_Your assignment_. Beginning with the line that has "pub async fn", reproduce each remaining line of the data exactly, down to and including the last.

_Information supplied_.
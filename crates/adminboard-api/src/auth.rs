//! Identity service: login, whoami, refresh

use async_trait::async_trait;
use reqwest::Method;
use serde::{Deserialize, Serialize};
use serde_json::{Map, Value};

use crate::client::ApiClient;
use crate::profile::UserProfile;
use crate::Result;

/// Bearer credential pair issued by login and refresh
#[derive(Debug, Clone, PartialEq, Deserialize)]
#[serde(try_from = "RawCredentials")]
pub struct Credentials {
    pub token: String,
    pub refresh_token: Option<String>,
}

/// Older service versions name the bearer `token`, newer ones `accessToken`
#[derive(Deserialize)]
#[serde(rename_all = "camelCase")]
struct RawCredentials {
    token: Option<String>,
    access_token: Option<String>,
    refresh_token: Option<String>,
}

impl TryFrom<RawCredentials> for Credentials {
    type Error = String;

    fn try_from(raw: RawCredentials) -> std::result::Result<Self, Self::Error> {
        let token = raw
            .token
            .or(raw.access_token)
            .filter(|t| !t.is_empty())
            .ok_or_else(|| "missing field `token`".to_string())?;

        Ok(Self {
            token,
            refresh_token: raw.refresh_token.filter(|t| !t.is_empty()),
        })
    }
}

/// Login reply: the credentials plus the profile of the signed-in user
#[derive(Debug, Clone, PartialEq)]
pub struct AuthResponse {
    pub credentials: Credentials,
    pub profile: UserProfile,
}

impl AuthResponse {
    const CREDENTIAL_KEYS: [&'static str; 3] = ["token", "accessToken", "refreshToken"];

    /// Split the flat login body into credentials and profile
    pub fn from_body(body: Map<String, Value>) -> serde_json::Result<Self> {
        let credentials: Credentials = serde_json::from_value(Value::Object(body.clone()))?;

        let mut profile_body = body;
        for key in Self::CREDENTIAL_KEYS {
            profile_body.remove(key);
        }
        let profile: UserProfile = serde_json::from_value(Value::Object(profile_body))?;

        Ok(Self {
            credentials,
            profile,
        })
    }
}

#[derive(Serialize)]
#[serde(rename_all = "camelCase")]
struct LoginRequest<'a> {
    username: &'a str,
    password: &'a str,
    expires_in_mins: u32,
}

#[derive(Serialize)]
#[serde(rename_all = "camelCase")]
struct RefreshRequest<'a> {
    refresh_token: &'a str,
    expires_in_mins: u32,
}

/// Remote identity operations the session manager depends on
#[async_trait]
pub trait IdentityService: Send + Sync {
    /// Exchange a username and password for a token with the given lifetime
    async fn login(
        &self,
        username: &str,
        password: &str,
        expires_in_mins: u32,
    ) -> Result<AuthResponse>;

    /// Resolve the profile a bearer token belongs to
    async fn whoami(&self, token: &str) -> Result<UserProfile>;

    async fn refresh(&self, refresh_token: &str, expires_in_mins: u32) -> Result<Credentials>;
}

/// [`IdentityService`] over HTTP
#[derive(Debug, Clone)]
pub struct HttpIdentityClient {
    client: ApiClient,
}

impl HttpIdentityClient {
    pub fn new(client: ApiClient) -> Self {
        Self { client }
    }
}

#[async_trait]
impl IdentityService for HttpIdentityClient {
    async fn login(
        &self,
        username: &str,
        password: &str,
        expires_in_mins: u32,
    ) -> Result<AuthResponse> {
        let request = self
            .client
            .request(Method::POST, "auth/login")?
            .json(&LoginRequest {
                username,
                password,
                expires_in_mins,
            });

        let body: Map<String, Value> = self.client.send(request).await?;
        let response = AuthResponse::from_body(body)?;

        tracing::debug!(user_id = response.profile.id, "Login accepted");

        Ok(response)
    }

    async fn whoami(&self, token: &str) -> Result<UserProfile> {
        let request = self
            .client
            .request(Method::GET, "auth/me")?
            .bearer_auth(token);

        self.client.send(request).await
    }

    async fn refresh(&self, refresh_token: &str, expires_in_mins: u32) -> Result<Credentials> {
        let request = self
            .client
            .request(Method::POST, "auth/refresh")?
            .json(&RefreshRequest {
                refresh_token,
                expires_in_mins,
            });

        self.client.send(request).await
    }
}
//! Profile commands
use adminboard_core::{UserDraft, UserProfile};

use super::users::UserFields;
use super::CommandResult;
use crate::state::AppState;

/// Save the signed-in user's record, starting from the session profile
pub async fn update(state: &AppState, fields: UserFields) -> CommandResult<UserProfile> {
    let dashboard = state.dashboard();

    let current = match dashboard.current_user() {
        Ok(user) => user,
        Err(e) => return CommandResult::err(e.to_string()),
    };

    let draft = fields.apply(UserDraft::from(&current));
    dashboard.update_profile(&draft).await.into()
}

_Response box_.
pub async fn update(state: &AppState, fields: UserFields) -> CommandResult<UserProfile> {
    let dashboard = state.dashboard();

    let current = match dashboard.current_user() {
        Ok(user) => user,
        Err(e) => return CommandResult::err(e.to_string()),
    };

    let draft = fields.apply(UserDraft::from(&current));
    dashboard.update_profile(&draft).await.into()
}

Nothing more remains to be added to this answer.